The ability to communicate through articulated sounds that the human being has is called speaking. These sounds are produced by the speech apparatus, which includes the tongue, soft palate, vocal cords, teeth, etc. This property is distinctive in man, since although it is present in different species of the animal kingdom, it is in the nature of man that it reaches its highest manifestation, insofar as it displays a very high degree of complexity and abstraction in regarding the content.

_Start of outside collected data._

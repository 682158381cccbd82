use std::time::Duration;

use axum::http::{header, HeaderValue, Method};
use sea_orm::DatabaseConnection;
use tower_http::cors::CorsLayer;
use tower_sessions::{
    cookie::Key, service::SignedCookie, Expiry, ExpiredDeletion, SessionManagerLayer,
};
use tower_sessions_sqlx_store::SqliteStore;
use tracing_subscriber::EnvFilter;

use crate::server::{
    config::Config,
    error::{config::ConfigError, AppError},
    service::seed::SeedService,
};

/// Log filter used when `RUST_LOG` is not set.
const DEFAULT_LOG_FILTER: &str = "info,sqlx=warn";
/// Sessions expire after this many days without a request.
const SESSION_INACTIVITY_DAYS: i64 = 7;
/// Interval between sweeps of expired sessions.
const SESSION_CLEANUP_INTERVAL: Duration = Duration::from_secs(60 * 60);
/// Timeout for requests to the payment processor.
const HTTP_CLIENT_TIMEOUT: Duration = Duration::from_secs(15);

/// Installs the global `tracing` subscriber.
///
/// Reads the filter from `RUST_LOG`, falling back to `info,sqlx=warn`.
pub fn init_tracing() {
    let filter = EnvFilter::try_from_default_env()
        .unwrap_or_else(|_| EnvFilter::new(DEFAULT_LOG_FILTER));

    tracing_subscriber::fmt()
        .with_env_filter(filter)
        .with_target(true)
        .init();
}

/// Connects to the Sqlite database and runs pending migrations.
///
/// Establishes a connection pool to the Sqlite database using the connection string from
/// configuration, then automatically runs all pending SeaORM migrations to ensure the database
/// schema is up-to-date. This function must complete successfully before the application can
/// access the database.
///
/// # Arguments
/// - `config` - Application configuration containing the database URL
///
/// # Returns
/// - `Ok(DatabaseConnection)` - Connected database with migrations applied
/// - `Err(Error)` - Failed to connect to database or run migrations
pub async fn connect_to_database(config: &Config) -> Result<DatabaseConnection, AppError> {
    use migration::{Migrator, MigratorTrait};
    use sea_orm::{ConnectOptions, Database};

    let mut opt = ConnectOptions::new(&config.database_url);
    opt.sqlx_logging(false);

    let db = Database::connect(opt).await?;

    Migrator::up(&db, None).await?;

    Ok(db)
}

/// Creates the session layer backed by the application database.
///
/// Session cookies are signed with `AUTH_SECRET` and expire after seven days of
/// inactivity. A background task removes expired sessions from the store.
///
/// # Arguments
/// - `db` - Database whose SQLite pool stores the sessions
/// - `config` - Provides the signing secret and the `Secure` cookie flag
///
/// # Returns
/// - `Ok(SessionManagerLayer)` - Layer ready to be added to the router
/// - `Err(AppError::SqlxErr)` - The session table could not be created
/// - `Err(AppError::ConfigErr)` - The signing secret is unusable
pub async fn connect_to_session(
    db: &DatabaseConnection,
    config: &Config,
) -> Result<SessionManagerLayer<SqliteStore, SignedCookie>, AppError> {
    let pool = db.get_sqlite_connection_pool();
    let session_store = SqliteStore::new(pool.clone());
    session_store.migrate().await?;

    tokio::spawn(
        session_store
            .clone()
            .continuously_delete_expired(SESSION_CLEANUP_INTERVAL),
    );

    let key = Key::try_from(config.auth_secret.as_bytes()).map_err(|e| {
        ConfigError::InvalidValue {
            name: "AUTH_SECRET".to_string(),
            reason: e.to_string(),
        }
    })?;

    Ok(SessionManagerLayer::new(session_store)
        .with_secure(config.secure_cookie)
        .with_expiry(Expiry::OnInactivity(time::Duration::days(
            SESSION_INACTIVITY_DAYS,
        )))
        .with_signed(key))
}

/// Builds the HTTP client used for payment processor requests.
///
/// Redirects are not followed.
pub fn setup_reqwest_client() -> Result<reqwest::Client, AppError> {
    let client = reqwest::Client::builder()
        .redirect(reqwest::redirect::Policy::none())
        .timeout(HTTP_CLIENT_TIMEOUT)
        .build()?;

    Ok(client)
}

/// Allows credentialed browser requests from the application's own origin.
pub fn cors_layer(config: &Config) -> Result<CorsLayer, AppError> {
    let origin = config.app_url.trim_end_matches('/');
    let origin = HeaderValue::from_str(origin).map_err(|e| ConfigError::InvalidValue {
        name: "APP_URL".to_string(),
        reason: e.to_string(),
    })?;

    Ok(CorsLayer::new()
        .allow_origin(origin)
        .allow_methods([
            Method::GET,
            Method::POST,
            Method::PUT,
            Method::PATCH,
            Method::DELETE,
        ])
        .allow_headers([header::CONTENT_TYPE])
        .allow_credentials(true))
}

/// Bootstraps the admin account and, when enabled, the demo data.
pub async fn seed(db: &DatabaseConnection, config: &Config) -> Result<(), AppError> {
    let seed_service = SeedService::new(db);

    seed_service
        .bootstrap_admin(config.admin_email.as_deref(), config.admin_password.as_deref())
        .await?;

    if config.seed_demo_data && !seed_service.seed_demo_data().await? {
        tracing::info!("Skipping demo data; businesses already exist");
    }

    Ok(())
}

/// Resolves once the process receives Ctrl+C.
pub async fn shutdown_signal() {
    if let Err(e) = tokio::signal::ctrl_c().await {
        tracing::error!("Failed to listen for shutdown signal: {}", e);
        std::future::pending::<()>().await;
    }

    tracing::info!("Shutting down");
}
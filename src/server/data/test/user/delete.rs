use super::*;

/// Tests deleting an account.
///
/// Expected: Ok(true), then the account is gone and a second delete returns Ok(false)
#[tokio::test]
async fn deletes_user() -> Result<(), AppError> {
    let test = TestBuilder::new().with_table(User).build().await.unwrap();
    let db = test.db.as_ref().unwrap();

    let created = factory::create_user(db).await?;

    let repo = UserRepository::new(db);

    assert!(repo.delete(created.id).await?);
    assert!(repo.find_by_id(created.id).await?.is_none());
    assert!(!repo.delete(created.id).await?);

    Ok(())
}

/// Tests that deleting an owner cascades to their businesses.
///
/// Expected: business removed with its owner
#[tokio::test]
async fn cascades_to_owned_businesses() -> Result<(), AppError> {
    let test = TestBuilder::new().with_booking_tables().build().await.unwrap();
    let db = test.db.as_ref().unwrap();

    let shop = factory::helpers::create_business_with_dependencies(db).await?;

    UserRepository::new(db).delete(shop.owner.id).await?;

    let business = crate::server::data::business::BusinessRepository::new(db)
        .find_by_id(shop.business.id)
        .await?;
    assert!(business.is_none());

    Ok(())
}
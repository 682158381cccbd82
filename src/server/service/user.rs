//! User service for account management.
//!
//! This module provides the `UserService` for creating accounts with validated,
//! hashed credentials and for the admin user management operations.

use sea_orm::DatabaseConnection;

use crate::server::{
    data::user::UserRepository,
    error::AppError,
    model::user::{
        CreateUserParam, GetAllUsersParam, NewAccountParam, PaginatedUsers, UpdateUserParam, User,
    },
    util::{
        password::hash_password,
        validate::{validate_email, validate_not_blank, validate_password},
    },
};

/// Service providing business logic for account management.
///
/// This struct holds a reference to the database connection and provides methods
/// for account creation, queries, updates and deletion.
pub struct UserService<'a> {
    pub db: &'a DatabaseConnection,
}

impl<'a> UserService<'a> {
    /// Creates a new UserService instance.
    ///
    /// # Arguments
    /// - `db` - Reference to the database connection
    ///
    /// # Returns
    /// - `UserService` - New service instance
    pub fn new(db: &'a DatabaseConnection) -> Self {
        Self { db }
    }

    /// Creates an account after validating its fields.
    ///
    /// The email must look like an address and not be in use (case-insensitively),
    /// the password must be at least 8 characters and the name must not be blank.
    ///
    /// # Arguments
    /// - `param` - Account details with the plaintext password
    ///
    /// # Returns
    /// - `Ok(User)` - The created account
    /// - `Err(AppError::BadRequest)` - Validation failed or the email is already registered
    /// - `Err(AppError::DbErr)` - Database error during insert
    pub async fn create_account(&self, param: NewAccountParam) -> Result<User, AppError> {
        let email = param.email.trim().to_lowercase();
        validate_email(&email)?;
        validate_password(&param.password)?;
        validate_not_blank("Name", &param.name)?;

        let user_repo = UserRepository::new(self.db);
        if user_repo.email_exists(&email).await? {
            return Err(AppError::BadRequest(
                "Email is already registered".to_string(),
            ));
        }

        let password_hash = hash_password(&param.password)?;

        user_repo
            .create(CreateUserParam {
                email,
                password_hash,
                name: param.name.trim().to_string(),
                phone: param.phone,
                role: param.role,
                business_id: param.business_id,
            })
            .await
    }

    /// Retrieves an account by ID.
    ///
    /// # Returns
    /// - `Ok(User)` - Account found
    /// - `Err(AppError::NotFound)` - No account with that ID
    pub async fn get_user(&self, id: i32) -> Result<User, AppError> {
        UserRepository::new(self.db)
            .find_by_id(id)
            .await?
            .ok_or_else(|| AppError::NotFound("User not found".to_string()))
    }

    /// Retrieves accounts with pagination and an optional role filter.
    pub async fn get_all_users(&self, param: GetAllUsersParam) -> Result<PaginatedUsers, AppError> {
        UserRepository::new(self.db).get_all_paginated(param).await
    }

    /// Updates an account on behalf of an admin.
    ///
    /// # Returns
    /// - `Ok(User)` - The updated account
    /// - `Err(AppError::BadRequest)` - A provided name is blank
    /// - `Err(AppError::NotFound)` - No account with that ID
    pub async fn update_user(&self, param: UpdateUserParam) -> Result<User, AppError> {
        if let Some(name) = &param.name {
            validate_not_blank("Name", name)?;
        }

        UserRepository::new(self.db)
            .update(param)
            .await?
            .ok_or_else(|| AppError::NotFound("User not found".to_string()))
    }

    /// Deletes an account.
    ///
    /// Admins cannot delete their own account so the application always keeps
    /// the admin performing the operation.
    ///
    /// # Arguments
    /// - `actor_id` - ID of the admin performing the deletion
    /// - `id` - ID of the account to delete
    ///
    /// # Returns
    /// - `Ok(())` - Account deleted along with dependent records
    /// - `Err(AppError::BadRequest)` - Attempted to delete own account
    /// - `Err(AppError::NotFound)` - No account with that ID
    pub async fn delete_user(&self, actor_id: i32, id: i32) -> Result<(), AppError> {
        if actor_id == id {
            return Err(AppError::BadRequest(
                "You cannot delete your own account".to_string(),
            ));
        }

        if !UserRepository::new(self.db).delete(id).await? {
            return Err(AppError::NotFound("User not found".to_string()));
        }

        Ok(())
    }
}
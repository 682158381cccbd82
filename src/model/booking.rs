use std::{fmt, str::FromStr};

use chrono::{DateTime, Utc};
use serde::{Deserialize, Serialize};
use utoipa::ToSchema;

#[derive(Debug, Clone, Copy, PartialEq, Eq, Serialize, Deserialize, ToSchema)]
#[serde(rename_all = "SCREAMING_SNAKE_CASE")]
pub enum BookingStatus {
    Pending,
    Confirmed,
    Completed,
    Cancelled,
    NoShow,
}

impl BookingStatus {
    pub fn as_str(&self) -> &'static str {
        match self {
            BookingStatus::Pending => "PENDING",
            BookingStatus::Confirmed => "CONFIRMED",
            BookingStatus::Completed => "COMPLETED",
            BookingStatus::Cancelled => "CANCELLED",
            BookingStatus::NoShow => "NO_SHOW",
        }
    }

    /// Whether a booking may move from this status to `next`.
    pub fn can_transition_to(&self, next: BookingStatus) -> bool {
        use BookingStatus::*;

        matches!(
            (self, next),
            (Pending, Confirmed)
                | (Pending, Cancelled)
                | (Confirmed, Completed)
                | (Confirmed, Cancelled)
                | (Confirmed, NoShow)
        )
    }
}

impl fmt::Display for BookingStatus {
    fn fmt(&self, f: &mut fmt::Formatter<'_>) -> fmt::Result {
        f.write_str(self.as_str())
    }
}

impl FromStr for BookingStatus {
    type Err = String;

    fn from_str(s: &str) -> Result<Self, Self::Err> {
        match s {
            "PENDING" => Ok(BookingStatus::Pending),
            "CONFIRMED" => Ok(BookingStatus::Confirmed),
            "COMPLETED" => Ok(BookingStatus::Completed),
            "CANCELLED" => Ok(BookingStatus::Cancelled),
            "NO_SHOW" => Ok(BookingStatus::NoShow),
            other => Err(other.to_string()),
        }
    }
}

#[derive(Debug, Clone, PartialEq, Serialize, Deserialize, ToSchema)]
pub struct BookingDto {
    pub id: i32,
    pub client_id: i32,
    pub worker_id: i32,
    pub service_id: i32,
    pub business_id: i32,
    pub start_time: DateTime<Utc>,
    pub end_time: DateTime<Utc>,
    pub status: BookingStatus,
    pub is_paid: bool,
    pub notes: Option<String>,
    pub created_at: DateTime<Utc>,
}

#[derive(Debug, Clone, Serialize, Deserialize, ToSchema)]
pub struct PaginatedBookingsDto {
    pub bookings: Vec<BookingDto>,
    pub total: u64,
    pub page: u64,
    pub per_page: u64,
    pub total_pages: u64,
}

#[derive(Debug, Clone, Serialize, Deserialize, ToSchema)]
pub struct CreateBookingDto {
    pub business_id: i32,
    pub service_id: i32,
    pub worker_id: i32,
    pub start_time: DateTime<Utc>,
    pub notes: Option<String>,
}

#[derive(Debug, Clone, Serialize, Deserialize, ToSchema)]
pub struct UpdateBookingStatusDto {
    pub status: BookingStatus,
}

/// Time range during which a worker is already booked.
#[derive(Debug, Clone, PartialEq, Serialize, Deserialize, ToSchema)]
pub struct BusyIntervalDto {
    pub start_time: DateTime<Utc>,
    pub end_time: DateTime<Utc>,
}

The discipline that aims to explain communication through speech is called linguistics. This was initiated at the beginning of the century by Ferdinand de Saussure through the notes taken by his students in his classes that would make up the famous General Linguistics Course; His observations took language as a set of multi-level structures, and would be the starting point for the conformation of the structuralist current, which was devoted to the study of various social sciences. There are many approaches by which linguistics addressed speech and communication through it, but one of the most conspicuous is that developed by Noam Chomsky.
Chomsky from the establishment of a universal grammar; This model distinguishes between what exists as common in all languages and those variable elements in each one of them; thus, it is devoted to the description of a syntax applicable to each language of the world. It should be noted that his ideas went through various periods and vicissitudes, but they have been the most relevant in linguistics that the 20th century offered.
Despite the theories and advances in the field, the ability to speak has obscure aspects that are difficult to elucidate for the moment, which may be answered in the future.. The complexity that it reached in such a short period of time is undoubtedly an enigma to be solved.